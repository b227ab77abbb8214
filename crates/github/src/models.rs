use serde::Deserialize;
use url::Url;

/// The subset of a `workflow_run` webhook payload the sync pipeline reads.
/// Unknown fields are ignored.
#[derive(Debug, Clone, Deserialize)]
pub struct WorkflowRunEvent {
    pub action: String,
    #[serde(default)]
    pub workflow_run: Option<WorkflowRun>,
}

#[derive(Debug, Clone, PartialEq, Eq, Deserialize)]
pub struct WorkflowRun {
    /// `null` while the run is still in progress.
    #[serde(default)]
    pub conclusion: Option<String>,
    #[serde(default)]
    pub head_branch: Option<String>,
    #[serde(default)]
    pub artifacts_url: Option<Url>,
}

#[derive(Debug, Clone, Deserialize)]
pub struct ArtifactList {
    pub artifacts: Vec<Artifact>,
}

#[derive(Debug, Clone, Deserialize)]
pub struct Artifact {
    pub name: String,
    #[serde(alias = "archive_download_url")]
    pub download_url: Url,
}

impl ArtifactList {
    /// First artifact whose name is exactly `name`.
    pub fn find(&self, name: &str) -> Option<&Artifact> {
        self.artifacts.iter().find(|artifact| artifact.name == name)
    }
}
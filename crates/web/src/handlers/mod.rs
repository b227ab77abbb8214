use axum::{
    Router,
    routing::{get, post},
};
use preview_sync_core::config::HEALTH_PATH;

use crate::AppState;

pub mod webhook;

pub fn build_router(webhook_path: &str) -> Router<AppState> {
    Router::new()
        .route(HEALTH_PATH, get(health))
        .route(webhook_path, post(webhook::webhook))
}

async fn health() -> &'static str { "ok" }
-=-=-=-=-
• [Description of the task]:
Show every line in the listing above that carries the word "ArtifactList".

• [Task response]:
pub struct ArtifactList {
impl ArtifactList {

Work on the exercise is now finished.